A new prize is giving the spotlight to everyday people in Singapore’s past. The National University of Singapore’s (NUS) History Prize aims to broaden the definition of what constitutes history and encourage writing that focuses on different themes. It also aims to forgo the traditional view of history as a record of big movers and shakers, says one author on the shortlist for the $50,000 prize.

The NUS Prize is the latest in a series of Singapore prizes to rethink how they recognise literary achievements. Other recent changes include the reopening of the Epigram Books Fiction Prize to accept manuscripts in translation, as well as the introduction of a new category for comics and graphic novels. The NUS Prize is one of the few book prizes in the world that gives its winner a monetary reward, as well as a trophy and an exhibition space in the library at NUS.

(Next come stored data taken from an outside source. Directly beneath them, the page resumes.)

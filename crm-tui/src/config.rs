//! User configuration, read from `config.json` in the config directory.

use std::fs;
use std::path::{Path, PathBuf};
use std::str::FromStr;
use std::time::Duration;

use crm_ui::ThemeMode;
use log::LevelFilter;
use serde::{Deserialize, Serialize};
use thiserror::Error;

use crate::app::Section;
use crate::paths;

#[derive(Debug, Error)]
pub enum ConfigError {
    /// The file exists but could not be read.
    #[error("failed to read {}: {source}", .path.display())]
    Io {
        path: PathBuf,
        #[source]
        source: std::io::Error,
    },
    /// The file is not valid JSON for [`Config`].
    #[error("invalid config: {0}")]
    Parse(#[from] serde_json::Error),
    #[error("unknown theme '{0}', expected 'light' or 'dark'")]
    Theme(String),
    #[error("unknown log level '{0}'")]
    LogLevel(String),
    #[error("unknown start page '{0}'")]
    StartPage(String),
}

/// Where the app opens.
#[derive(Debug, Clone, Copy, PartialEq, Eq)]
pub enum StartPage {
    Login,
    Section(Section),
}

impl FromStr for StartPage {
    type Err = ConfigError;

    fn from_str(s: &str) -> Result<Self, Self::Err> {
        if s.trim().eq_ignore_ascii_case("login") {
            return Ok(Self::Login);
        }
        s.parse::<Section>()
            .map(Self::Section)
            .map_err(|_| ConfigError::StartPage(s.to_string()))
    }
}

#[derive(Debug, Clone, PartialEq, Eq, Serialize, Deserialize)]
pub struct Config {
    /// `light` or `dark`
    #[serde(default = "default_theme")]
    pub theme: String,
    /// Skeleton rows shown while a list loads
    #[serde(default = "default_loading_row_count")]
    pub loading_row_count: usize,
    /// How long list pages pretend to load, in milliseconds
    #[serde(default = "default_loading_delay_ms")]
    pub loading_delay_ms: u64,
    #[serde(default = "default_log_level")]
    pub log_level: String,
    /// `login` or a section name such as `leads`
    #[serde(default = "default_start_page")]
    pub start_page: String,
}

fn default_theme() -> String {
    "light".to_string()
}

fn default_loading_row_count() -> usize {
    crm_table::DEFAULT_LOADING_ROW_COUNT
}

fn default_loading_delay_ms() -> u64 {
    600
}

fn default_log_level() -> String {
    "debug".to_string()
}

fn default_start_page() -> String {
    "login".to_string()
}

impl Default for Config {
    fn default() -> Self {
        Self {
            theme: default_theme(),
            loading_row_count: default_loading_row_count(),
            loading_delay_ms: default_loading_delay_ms(),
            log_level: default_log_level(),
            start_page: default_start_page(),
        }
    }
}

impl Config {
    /// Load from the platform config file, or defaults if there is none.
    pub fn load() -> Result<Self, ConfigError> {
        match paths::config_file() {
            Some(path) => Self::load_from(&path),
            None => Ok(Self::default()),
        }
    }

    /// Load from `path`; a missing file yields the defaults.
    pub fn load_from(path: &Path) -> Result<Self, ConfigError> {
        if !path.exists() {
            return Ok(Self::default());
        }
        let content = fs::read_to_string(path).map_err(|source| ConfigError::Io {
            path: path.to_path_buf(),
            source,
        })?;
        Self::parse(&content)
    }

    /// Parse and check every value.
    pub fn parse(content: &str) -> Result<Self, ConfigError> {
        let config: Config = serde_json::from_str(content)?;
        config.validate()?;
        Ok(config)
    }

    pub fn validate(&self) -> Result<(), ConfigError> {
        self.theme_mode()?;
        self.level_filter()?;
        self.start_page()?;
        Ok(())
    }

    pub fn theme_mode(&self) -> Result<ThemeMode, ConfigError> {
        self.theme
            .parse()
            .map_err(|_| ConfigError::Theme(self.theme.clone()))
    }

    pub fn level_filter(&self) -> Result<LevelFilter, ConfigError> {
        self.log_level
            .parse()
            .map_err(|_| ConfigError::LogLevel(self.log_level.clone()))
    }

    pub fn start_page(&self) -> Result<StartPage, ConfigError> {
        self.start_page.parse()
    }

    pub fn loading_delay(&self) -> Duration {
        Duration::from_millis(self.loading_delay_ms)
    }
}

#[cfg(test)]
mod tests {
    use super::*;

    #[test]
    fn test_missing_file_gives_defaults() {
        let dir = tempfile::tempdir().unwrap();
        let config = Config::load_from(&dir.path().join("config.json")).unwrap();
        assert_eq!(config, Config::default());
        assert_eq!(config.loading_row_count, 5);
        assert_eq!(config.loading_delay(), Duration::from_millis(600));
    }

    #[test]
    fn test_partial_file_fills_defaults() {
        let config = Config::parse(r#"{ "theme": "dark", "loading_delay_ms": 0 }"#).unwrap();
        assert_eq!(config.theme_mode().unwrap(), ThemeMode::Dark);
        assert_eq!(config.loading_delay_ms, 0);
        assert_eq!(config.log_level, "debug");
        assert_eq!(config.start_page().unwrap(), StartPage::Login);
    }

    #[test]
    fn test_start_page_section() {
        let config = Config::parse(r#"{ "start_page": "Leads" }"#).unwrap();
        assert_eq!(config.start_page().unwrap(), StartPage::Section(Section::Leads));
    }

    #[test]
    fn test_invalid_values() {
        assert!(matches!(Config::parse("{ nope"), Err(ConfigError::Parse(_))));
        assert!(matches!(
            Config::parse(r#"{ "theme": "sepia" }"#),
            Err(ConfigError::Theme(theme)) if theme == "sepia"
        ));
        assert!(matches!(
            Config::parse(r#"{ "log_level": "loud" }"#),
            Err(ConfigError::LogLevel(_))
        ));
        assert!(matches!(
            Config::parse(r#"{ "start_page": "reports" }"#),
            Err(ConfigError::StartPage(_))
        ));
    }

    #[test]
    fn test_level_filter() {
        let config = Config {
            log_level: "warn".to_string(),
            ..Config::default()
        };
        assert_eq!(config.level_filter().unwrap(), LevelFilter::Warn);
    }
}
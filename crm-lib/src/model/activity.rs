//! Activities (calls, emails, meetings, notes)

use chrono::{DateTime, Utc};
use crm_ui::Tone;
use serde::{Deserialize, Serialize};

use super::Choice;

#[derive(Debug, Clone, Copy, PartialEq, Eq, Hash, Serialize, Deserialize)]
pub enum ActivityKind {
    Call,
    Email,
    Meeting,
    Note,
}

impl ActivityKind {
    /// Single-glyph icon shown next to the subject.
    pub fn icon(self) -> char {
        match self {
            Self::Call => '☎',
            Self::Email => '✉',
            Self::Meeting => '◎',
            Self::Note => '✎',
        }
    }
}

impl Choice for ActivityKind {
    const ALL: &'static [Self] = &[Self::Call, Self::Email, Self::Meeting, Self::Note];

    fn label(self) -> &'static str {
        match self {
            Self::Call => "Call",
            Self::Email => "Email",
            Self::Meeting => "Meeting",
            Self::Note => "Note",
        }
    }

    fn tone(self) -> Tone {
        match self {
            Self::Call => Tone::Teal,
            Self::Email => Tone::Blue,
            Self::Meeting => Tone::Purple,
            Self::Note => Tone::Gray,
        }
    }
}

#[derive(Debug, Clone, Copy, PartialEq, Eq, Hash, Serialize, Deserialize)]
pub enum ActivityStatus {
    Upcoming,
    Completed,
    Overdue,
}

impl Choice for ActivityStatus {
    const ALL: &'static [Self] = &[Self::Upcoming, Self::Completed, Self::Overdue];

    fn label(self) -> &'static str {
        match self {
            Self::Upcoming => "Upcoming",
            Self::Completed => "Completed",
            Self::Overdue => "Overdue",
        }
    }

    fn tone(self) -> Tone {
        match self {
            Self::Upcoming => Tone::Blue,
            Self::Completed => Tone::Green,
            Self::Overdue => Tone::Red,
        }
    }
}

#[derive(Debug, Clone, Copy, PartialEq, Eq, Hash, Serialize, Deserialize)]
pub enum Priority {
    High,
    Medium,
    Low,
}

impl Choice for Priority {
    const ALL: &'static [Self] = &[Self::High, Self::Medium, Self::Low];

    fn label(self) -> &'static str {
        match self {
            Self::High => "High",
            Self::Medium => "Medium",
            Self::Low => "Low",
        }
    }

    fn tone(self) -> Tone {
        match self {
            Self::High => Tone::Red,
            Self::Medium => Tone::Orange,
            Self::Low => Tone::Gray,
        }
    }
}

/// Kind of record an activity is attached to.
#[derive(Debug, Clone, Copy, PartialEq, Eq, Hash, Serialize, Deserialize)]
pub enum RelatedKind {
    Account,
    Contact,
    Lead,
}

/// The record an activity is attached to.
#[derive(Debug, Clone, PartialEq, Eq, Serialize, Deserialize)]
pub struct RelatedTo {
    #[serde(rename = "type")]
    pub kind: RelatedKind,
    pub name: String,
    pub id: String,
}

impl RelatedTo {
    pub fn new(kind: RelatedKind, name: impl Into<String>, id: impl Into<String>) -> Self {
        Self {
            kind,
            name: name.into(),
            id: id.into(),
        }
    }
}

/// A scheduled or logged interaction.
#[derive(Debug, Clone, PartialEq, Eq, Serialize, Deserialize)]
#[serde(rename_all = "camelCase")]
pub struct Activity {
    pub id: String,
    #[serde(rename = "type")]
    pub kind: ActivityKind,
    pub subject: String,
    pub related_to: RelatedTo,
    pub due_date: DateTime<Utc>,
    pub assigned_to: String,
    pub status: ActivityStatus,
    pub priority: Priority,
    pub notes: Option<String>,
}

NUS President Prof Kishore Mahbubani was among the four judges who chose this year’s winner, John Miksic’s book Singapore and the Silk Road of the Sea, 1300-1800, published by NUS Press with the National Museum of Singapore. The other judges were archaeologist Peter Colcanis, historians Kishore Mahbubani and Claire Chiang, and academics Wang Gungwu and Timothy Barnard.

Miksic, a professor at NUS’ Department of History, started digging in Singapore in 1984, and later became involved with archaeological work in other countries, including China and Vietnam. The book is a memoir of his adventures, and also recounts the stories of some 1,000 volunteers who accompanied him to excavation sites.

He will visit schools to speak about the importance of reading and writing, as well as meet a number of Singaporeans who are doing innovative things to protect the planet and tackle climate change. He will also attend the United for Wildlife global summit, which features representatives of law enforcement agencies, conservation groups and corporations that are working to address the trade in illegally sourced animal products.

The event will mark the first time the Earthshot Prize has been held in Asia. Britain’s Prince William was among the celebrities who walked the “green carpet” to present this year’s winners, which range from solar-powered dryers to combat food waste to making electric car batteries more environmentally friendly. The winners will be given grants to help them scale up their solutions, with the hope of saving the planet from the threat of climate change. The event will take place at the Esplanade – Theatres on the Bay, on Nov 7, and will be streamed live around the world.